Workers would now have the freedom to change jobs or careers without worrying how they’ll manage the COBRA payments or future medical needs. That’s the beauty of the whole thing: it will return power and freedom to the individual citizen. And I believe it’s quite possible that this will be the wedge that finally lets us lift benefit costs into the market economy, freeing up for businesses considerable capital for very much needed innovation and development. It’s by no means certain that this will be the road to sensible, market-based healthcare, but it is the best thing to get there we’ve seen by far.
Although many favor the public option, and are upset that the Senate bill has no provision for it, the insurance exchange without it should prove quite effective nonetheless. Many of the public option supporters, let’s be honest, want the public option as a first step toward a British NHS-style single provider plan. And I think most people familiar with healthcare issues would say that the NHS is much better than what we have currently in the U.S., though I find it doubtful that the public option would actually bring us there, or if at this point anything could. But the public option’s actual role in the current debate is not a stalking horse for socialism, but a mechanism to ensure market competition in the face of possible collusion or price-gouging on the part of insurers. We may still need it. But we won’t need it to develop conditions for the market and put it into play.
(And regarding public option as a market corrective? If anyone wants to bray about government inefficiency, remind them about the post office. Ask them to consider how much it costs to send something through the mail, and then how much FedEx or UPS will charge you for the same thing to be delivered in the same timeframe. Now think about how much package shipping might cost if the post office wasn’t there to offer a competitive disincentive to higher prices. Unfair competition? I thought not.)

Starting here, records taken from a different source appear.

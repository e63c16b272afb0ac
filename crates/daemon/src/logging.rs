use tracing_subscriber::EnvFilter;

/// Default directives per verbosity tier. The bridge plumbing logs under
/// the dotted targets `wa.bridge`, `wa.transport` and `wa.driver`, so the
/// quiet-by-default directives have to name those targets rather than the
/// `wa_client` module path.
fn filter_for(verbosity: u8) -> &'static str {
	match verbosity {
		// 0 = info for the daemon, engine plumbing quiet
		0 => "info,wa.bridge=warn,wa.transport=warn,wa.driver=warn",
		// 1 (-v) = debug for the orchestrator, info for the bridge
		1 => "debug,wa.bridge=info,wa.transport=info,wa.driver=info",
		// 2+ (-vv) = debug/trace for everything
		_ => "trace",
	}
}

pub fn init_logging(verbosity: u8) {
	let env_filter = EnvFilter::try_from_default_env()
		.unwrap_or_else(|_| EnvFilter::new(filter_for(verbosity)));

	tracing_subscriber::fmt()
		.with_env_filter(env_filter)
		.with_writer(std::io::stderr)
		.with_target(true)
		.with_level(true)
		.compact()
		.init();
}

#[cfg(test)]
mod tests {
	use super::*;
	use std::sync::Arc;
	use std::sync::atomic::{AtomicUsize, Ordering};
	use tracing_subscriber::Layer;
	use tracing_subscriber::layer::{Context, SubscriberExt};

	struct CountingLayer(Arc<AtomicUsize>);

	impl<S: tracing::Subscriber> Layer<S> for CountingLayer {
		fn on_event(&self, _event: &tracing::Event<'_>, _ctx: Context<'_, S>) {
			self.0.fetch_add(1, Ordering::SeqCst);
		}
	}

	fn events_passing(directives: &str, emit: impl FnOnce()) -> usize {
		let count = Arc::new(AtomicUsize::new(0));
		let subscriber = tracing_subscriber::registry()
			.with(CountingLayer(Arc::clone(&count)).with_filter(EnvFilter::new(directives)));
		tracing::subscriber::with_default(subscriber, emit);
		count.load(Ordering::SeqCst)
	}

	#[test]
	fn quiet_tier_silences_bridge_plumbing_but_not_the_daemon() {
		let passed = events_passing(filter_for(0), || {
			tracing::info!(target: "wa.bridge", "handshake chatter");
			tracing::info!(target: "wa.transport", "frame sent");
			tracing::debug!(target: "wa.driver", "resolved path");
			tracing::info!(target: "wa.daemon", "listening");
			tracing::info!(target: "wa.session", "state change");
		});
		assert_eq!(passed, 2);
	}

	#[test]
	fn verbose_tier_admits_bridge_info_but_not_its_debug() {
		let passed = events_passing(filter_for(1), || {
			tracing::info!(target: "wa.bridge", "handshake chatter");
			tracing::debug!(target: "wa.bridge", "raw frame");
			tracing::debug!(target: "wa.session", "state change");
		});
		assert_eq!(passed, 2);
	}
}
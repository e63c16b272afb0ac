//! Session orchestration layer.
//!
//! Supervises independent chat-platform sessions: creates, tracks,
//! authenticates, and tears them down; bridges the engine's asynchronous
//! events into request/response semantics for QR retrieval; and dispatches
//! outbound operations against the correct session.
//!
//! The engine itself lives behind the `wa_client::ChatClient` trait. One
//! spawned task per session pumps engine events into the registry, so a
//! session's events apply in emission order and no session's events can
//! corrupt another's state.

pub mod error;
pub mod lifecycle;
pub mod ops;
pub mod qr;
pub mod registry;
pub mod session;

pub use error::{Error, Result};
pub use lifecycle::{DEFAULT_QR_TIMEOUT, SessionManager};
pub use ops::{Contact, chat_id, normalize_number};
pub use registry::SessionRegistry;
pub use session::{SessionState, SessionSummary};
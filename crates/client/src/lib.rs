//! WhatsApp bridge client.
//!
//! Drives the external engine that performs the actual platform handshake.
//! The engine is a Node.js bridge process (one per session) spoken to over a
//! length-prefixed JSON stdio protocol; this crate owns process discovery and
//! spawning, message framing, request/response correlation, and the
//! conversion of the bridge's callback-style events into a typed event
//! stream.
//!
//! Consumers depend on the [`ChatClient`] and [`ClientFactory`] traits, not
//! on the bridge implementation, so the orchestration core can be tested
//! without a running engine.

pub mod bridge;
pub mod connection;
pub mod driver;
pub mod error;
pub mod transport;
pub mod types;

pub use bridge::{BridgeClient, BridgeFactory};
pub use error::{Error, Result};
pub use types::{ChatClient, ClientEvent, ClientFactory, ContactId, ContactRecord};
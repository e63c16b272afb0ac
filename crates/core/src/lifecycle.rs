//! Session lifecycle orchestration: creation, event pumping, destruction.

use std::sync::Arc;
use std::time::Duration;

use futures::future::join_all;
use tokio::sync::mpsc;
use tracing::{debug, error, info, warn};

use wa_client::{ChatClient, ClientEvent, ClientFactory};

use crate::error::{Error, Result};
use crate::registry::{Routed, SessionRegistry};

/// Default deadline for a QR wait.
pub const DEFAULT_QR_TIMEOUT: Duration = Duration::from_secs(30);

/// Facade over the orchestration layer.
///
/// Owns the registry and the client factory; cheap to clone, every clone
/// shares the same process-wide state. The daemon holds one and hands clones
/// to the HTTP layer and to spawned per-session tasks.
#[derive(Clone)]
pub struct SessionManager {
	registry: Arc<SessionRegistry>,
	factory: Arc<dyn ClientFactory>,
	qr_timeout: Duration,
}

impl SessionManager {
	pub fn new(factory: Arc<dyn ClientFactory>) -> Self {
		Self {
			registry: Arc::new(SessionRegistry::new()),
			factory,
			qr_timeout: DEFAULT_QR_TIMEOUT,
		}
	}

	/// Overrides the QR wait deadline (tests shorten it).
	pub fn with_qr_timeout(mut self, timeout: Duration) -> Self {
		self.qr_timeout = timeout;
		self
	}

	pub fn registry(&self) -> &SessionRegistry {
		&self.registry
	}

	pub(crate) fn qr_timeout(&self) -> Duration {
		self.qr_timeout
	}

	/// Creates and starts a new session.
	///
	/// Validates the name, allocates a client handle, registers it in state
	/// `New`, spawns the event pump, and kicks off the engine handshake in
	/// the background. Returns as soon as the session is registered; reaching
	/// `Connected` is observed through events, not awaited here.
	pub fn create_session(&self, name: &str) -> Result<()> {
		let name = name.trim();
		if name.is_empty() {
			return Err(Error::Validation("session name is required".to_string()));
		}

		// Reject duplicates before paying for a client allocation.
		if self.registry.contains(name) {
			return Err(Error::AlreadyExists(name.to_string()));
		}

		let (client, events) = self.factory.create(name)?;
		self.registry.create(name, Arc::clone(&client))?;
		info!(target = "wa.session", session = name, "session created");

		self.spawn_event_pump(name.to_string(), events);

		let init_name = name.to_string();
		tokio::spawn(async move {
			if let Err(e) = client.initialize().await {
				// The handshake never started; the engine will not emit a
				// disconnect on its own, so log loudly. The entry stays
				// visible in state New until destroyed.
				error!(
					target = "wa.session",
					session = %init_name,
					error = %e,
					"client initialization failed"
				);
			}
		});

		Ok(())
	}

	/// Drives engine events for one session into the registry until the
	/// session disconnects or its event stream ends.
	fn spawn_event_pump(&self, name: String, mut events: mpsc::UnboundedReceiver<ClientEvent>) {
		let registry = Arc::clone(&self.registry);
		tokio::spawn(async move {
			while let Some(event) = events.recv().await {
				match registry.route_event(&name, &event) {
					Routed::Kept => {}
					Routed::Removed(client) => {
						release_client(&name, client).await;
						break;
					}
					Routed::Unknown => {
						debug!(
							target = "wa.session",
							session = %name,
							"event for deregistered session; stopping pump"
						);
						break;
					}
				}
			}
			debug!(target = "wa.session", session = %name, "event pump finished");
		});
	}

	/// Destroys a session: graceful logout, engine teardown, deregistration.
	///
	/// The registry entry is removed up front, so even a failing engine
	/// leaves no stale session behind; the failure is still surfaced as
	/// `DestroyFailed`.
	pub async fn destroy_session(&self, name: &str) -> Result<()> {
		let session = self
			.registry
			.remove(name)
			.ok_or_else(|| Error::SessionNotFound(name.to_string()))?;

		let result = shutdown_client(session.client.as_ref()).await;
		match result {
			Ok(()) => {
				info!(target = "wa.session", session = name, "session destroyed");
				Ok(())
			}
			Err(source) => Err(Error::DestroyFailed {
				session: name.to_string(),
				source,
			}),
		}
	}

	/// Destroys every registered session, best-effort and independently.
	///
	/// One session's failure neither blocks nor aborts the others; errors
	/// are logged and not retried. Invoked on process shutdown.
	pub async fn shutdown_all(&self) {
		let sessions = self.registry.drain();
		if sessions.is_empty() {
			return;
		}
		info!(
			target = "wa.session",
			count = sessions.len(),
			"draining sessions"
		);

		let teardowns = sessions.into_iter().map(|session| async move {
			if let Err(e) = shutdown_client(session.client.as_ref()).await {
				warn!(
					target = "wa.session",
					session = %session.name,
					error = %e,
					"session teardown failed during drain"
				);
			}
		});
		join_all(teardowns).await;
	}
}

/// Logout then destroy. Logout failure does not skip destroy; the first
/// error is reported.
async fn shutdown_client(client: &dyn ChatClient) -> wa_client::Result<()> {
	let logout_result = client.logout().await;
	let destroy_result = client.destroy().await;
	logout_result.and(destroy_result)
}

/// Best-effort release of a handle whose session already disconnected.
/// Failure is logged, not propagated: the session is gone from the caller's
/// perspective either way.
async fn release_client(name: &str, client: Arc<dyn ChatClient>) {
	if let Err(e) = client.destroy().await {
		warn!(
			target = "wa.session",
			session = name,
			error = %e,
			"failed to release disconnected client"
		);
	}
}
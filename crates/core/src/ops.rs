//! Outbound operation dispatch: send, registration check, contact listing.

use serde::Serialize;
use tracing::debug;

use crate::error::{Error, Result};
use crate::lifecycle::SessionManager;

/// Individual-chat address space suffix used by the platform.
const USER_SERVER: &str = "c.us";

/// Normalized contact entry returned by [`SessionManager::list_contacts`].
#[derive(Debug, Clone, Serialize)]
pub struct Contact {
	pub name: String,
	pub number: String,
	pub pushname: Option<String>,
}

/// Strips everything but ASCII digits from a raw phone number.
///
/// Idempotent: normalizing an already-normalized string is a no-op.
pub fn normalize_number(raw: &str) -> String {
	raw.chars().filter(char::is_ascii_digit).collect()
}

/// Platform chat identifier for a normalized number.
pub fn chat_id(digits: &str) -> String {
	format!("{digits}@{USER_SERVER}")
}

impl SessionManager {
	/// Sends a text message through the named session.
	///
	/// Returns the provider-issued message identifier. No local message log
	/// is kept and no retry is applied; a failed send must be re-issued by
	/// the caller.
	pub async fn send_message(&self, name: &str, raw_number: &str, text: &str) -> Result<String> {
		if text.trim().is_empty() {
			return Err(Error::Validation("message text is required".to_string()));
		}
		let digits = validated_number(raw_number)?;
		let client = self.registry().connected_client(name)?;

		let chat = chat_id(&digits);
		debug!(target = "wa.dispatch", session = name, chat = %chat, "sending message");
		let message_id = client.send_message(&chat, text).await?;
		Ok(message_id)
	}

	/// Returns whether `raw_number` belongs to a registered platform user.
	pub async fn check_registered(&self, name: &str, raw_number: &str) -> Result<bool> {
		let digits = validated_number(raw_number)?;
		let client = self.registry().connected_client(name)?;
		Ok(client.is_registered_user(&chat_id(&digits)).await?)
	}

	/// Lists the session's individual contacts.
	///
	/// Filters the provider's full contact set to entries with a display
	/// name, in the individual address space, excluding groups and the
	/// session's own identity. Ordering is whatever the provider returned.
	pub async fn list_contacts(&self, name: &str) -> Result<Vec<Contact>> {
		let client = self.registry().connected_client(name)?;
		let own_number = self.registry().own_number(name);

		let records = client.get_contacts().await?;
		let contacts = records
			.into_iter()
			.filter(|record| {
				record.name.as_deref().is_some_and(|n| !n.is_empty())
					&& record.id.server == USER_SERVER
					&& !record.is_group
					&& !record.is_me
					&& own_number.as_deref() != Some(record.id.user.as_str())
			})
			.map(|record| Contact {
				name: record.name.unwrap_or_default(),
				number: record.id.user,
				pushname: record.pushname,
			})
			.collect();
		Ok(contacts)
	}
}

fn validated_number(raw: &str) -> Result<String> {
	if raw.trim().is_empty() {
		return Err(Error::Validation("number is required".to_string()));
	}
	let digits = normalize_number(raw);
	if digits.is_empty() {
		return Err(Error::Validation(format!(
			"number '{raw}' contains no digits"
		)));
	}
	Ok(digits)
}

#[cfg(test)]
mod tests {
	use super::*;

	#[test]
	fn normalization_strips_non_digits() {
		assert_eq!(normalize_number("+55 (11) 9999-0000"), "551199990000");
		assert_eq!(normalize_number("5511 99990000"), "551199990000");
	}

	#[test]
	fn normalization_is_idempotent() {
		let once = normalize_number("+55 (11) 9999-0000");
		assert_eq!(normalize_number(&once), once);
	}

	#[test]
	fn chat_id_uses_individual_address_space() {
		assert_eq!(chat_id("551199990000"), "551199990000@c.us");
	}

	#[test]
	fn numbers_without_digits_fail_validation() {
		assert!(matches!(
			validated_number("++--"),
			Err(Error::Validation(_))
		));
		assert!(matches!(validated_number("   "), Err(Error::Validation(_))));
		assert_eq!(validated_number("+55 11").unwrap(), "5511");
	}
}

Look, like I said, this isn’t my issue. I’m no expert – just someone who’s felt it necessary to stay informed. And if you feel you could be more informed, it’s not to late to start reading up. This is no time to be complacent and disgruntled because the current bill doesn’t include everything people have been clamoring for on the issue. Get behind it and get excited about it, because there’s a very real possibility that without continued pressure on Congress to complete the deal, it’ll stumble and fail. And if reform fails now, it might not ever happen.